#### The problem
Tally how many lines in the data hold the word "applied", and give the result with no other text.

#### Task material
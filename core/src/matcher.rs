//! `Matcher`: The single evaluation routine behind every collection query
//!
//! A matcher is built once at the call boundary and applied element-wise.
//! Four strategies:
//!
//! - [`Matcher::Exact`]: element equals a value (numbers compare across `Int`/`Float`)
//! - [`Matcher::Regex`]: element's scalar string form matches a regex
//! - [`Matcher::Shape`]: every listed property is present and matches its sub-matcher
//! - [`Matcher::Predicate`]: arbitrary closure over the element
//!
//! Evaluation never has side effects beyond what a predicate closure does.

use crate::{compile_regex, Error, Matchable, Result, Value};
use std::fmt;
use std::sync::Arc;

/// Closure type held by [`Matcher::Predicate`].
pub type PredicateFn<T> = Arc<dyn Fn(&T) -> bool + Send + Sync>;

/// A test applied to each element of a collection.
///
/// # Example
///
/// ```
/// use sucre::{Matcher, Value};
///
/// let exact = Matcher::<i32>::from(5);
/// assert!(exact.matches(&5));
/// assert!(!exact.matches(&6));
///
/// let shape = Matcher::<Value>::from_value(Value::object([("a", 1)])).unwrap();
/// assert!(shape.matches(&Value::object([("a", 1), ("b", 2)])));
/// assert!(!shape.matches(&Value::object([("b", 2)])));
/// ```
pub enum Matcher<T: ?Sized> {
    /// Element equals this value.
    Exact(Value),
    /// Element's string form matches.
    Regex(regex::Regex),
    /// Each named property is present and matches.
    Shape(Vec<(String, Matcher<Value>)>),
    /// Caller-supplied test.
    Predicate(PredicateFn<T>),
}

impl<T: ?Sized> Matcher<T> {
    /// Build a matcher from a dynamic value, inspecting its kind.
    ///
    /// Objects become [`Shape`](Self::Shape) (recursively), strings, numbers,
    /// and booleans become [`Exact`](Self::Exact).
    ///
    /// # Errors
    ///
    /// Returns [`Error::InvalidArgument`] for `null` and lists, which name no test.
    pub fn from_value(value: Value) -> Result<Self> {
        match value {
            Value::Null => Err(Error::invalid_argument(
                "matcher",
                "null is not a string, number, object, regex, or function",
            )),
            Value::List(_) => Err(Error::invalid_argument(
                "matcher",
                "a list is not a string, number, object, regex, or function",
            )),
            Value::Object(map) => {
                let fields = map
                    .into_iter()
                    .map(|(key, v)| Ok((key, Matcher::<Value>::from_value(v)?)))
                    .collect::<Result<Vec<_>>>()?;
                Ok(Self::Shape(fields))
            }
            scalar => Ok(Self::Exact(scalar)),
        }
    }

    /// Create a regex matcher.
    ///
    /// # Errors
    ///
    /// Returns [`Error::InvalidPattern`] if the pattern does not compile, or
    /// [`Error::PatternTooLong`] if it exceeds [`MAX_REGEX_PATTERN_LENGTH`](crate::MAX_REGEX_PATTERN_LENGTH).
    pub fn regex(pattern: &str) -> Result<Self> {
        compile_regex(pattern).map(Self::Regex)
    }

    /// Create a predicate matcher.
    pub fn predicate<F>(f: F) -> Self
    where
        F: Fn(&T) -> bool + Send + Sync + 'static,
    {
        Self::Predicate(Arc::new(f))
    }

    /// Create a shape matcher from property/sub-matcher pairs.
    pub fn shape<K, I>(fields: I) -> Self
    where
        K: Into<String>,
        I: IntoIterator<Item = (K, Matcher<Value>)>,
    {
        Self::Shape(fields.into_iter().map(|(k, m)| (k.into(), m)).collect())
    }
}

impl<T: Matchable + ?Sized> Matcher<T> {
    /// Test one element.
    pub fn matches(&self, element: &T) -> bool {
        match self {
            Self::Exact(expected) => *element.to_value() == *expected,
            Self::Regex(re) => scalar_text(&element.to_value()).is_some_and(|s| re.is_match(&s)),
            Self::Shape(fields) => {
                if fields.is_empty() {
                    return element.to_value().is_object();
                }
                fields.iter().all(|(key, sub)| {
                    element
                        .property(key)
                        .is_some_and(|value| sub.matches(&value))
                })
            }
            Self::Predicate(f) => f(element),
        }
    }
}

/// String form used by regex matching. Lists and objects have none.
fn scalar_text(value: &Value) -> Option<String> {
    match value {
        Value::String(s) => Some(s.clone()),
        Value::Bool(_) | Value::Int(_) | Value::Float(_) => Some(value.to_string()),
        Value::Null | Value::List(_) | Value::Object(_) => None,
    }
}

impl<T: ?Sized> Clone for Matcher<T> {
    fn clone(&self) -> Self {
        match self {
            Self::Exact(v) => Self::Exact(v.clone()),
            Self::Regex(re) => Self::Regex(re.clone()),
            Self::Shape(fields) => Self::Shape(fields.clone()),
            Self::Predicate(f) => Self::Predicate(Arc::clone(f)),
        }
    }
}

impl<T: ?Sized> fmt::Debug for Matcher<T> {
    fn fmt(&self, f: &mut fmt::Formatter<'_>) -> fmt::Result {
        match self {
            Self::Exact(v) => f.debug_tuple("Exact").field(v).finish(),
            Self::Regex(re) => f.debug_tuple("Regex").field(&re.as_str()).finish(),
            Self::Shape(fields) => f.debug_tuple("Shape").field(fields).finish(),
            Self::Predicate(_) => f.write_str("Predicate(<fn>)"),
        }
    }
}

impl<T: ?Sized> From<Value> for Matcher<T> {
    /// Objects become shapes; anything else is compared exactly.
    fn from(value: Value) -> Self {
        match value {
            Value::Object(_) => Self::from_value(value.clone()).unwrap_or(Self::Exact(value)),
            other => Self::Exact(other),
        }
    }
}

impl<T: ?Sized> From<regex::Regex> for Matcher<T> {
    fn from(re: regex::Regex) -> Self {
        Self::Regex(re)
    }
}

macro_rules! exact_from {
    ($($t:ty),*) => {
        $(
            impl<T: ?Sized> From<$t> for Matcher<T> {
                fn from(v: $t) -> Self {
                    Self::Exact(Value::from(v))
                }
            }
        )*
    };
}

exact_from!(&str, String, char, bool, i32, i64, u32, f64);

#### Your response
2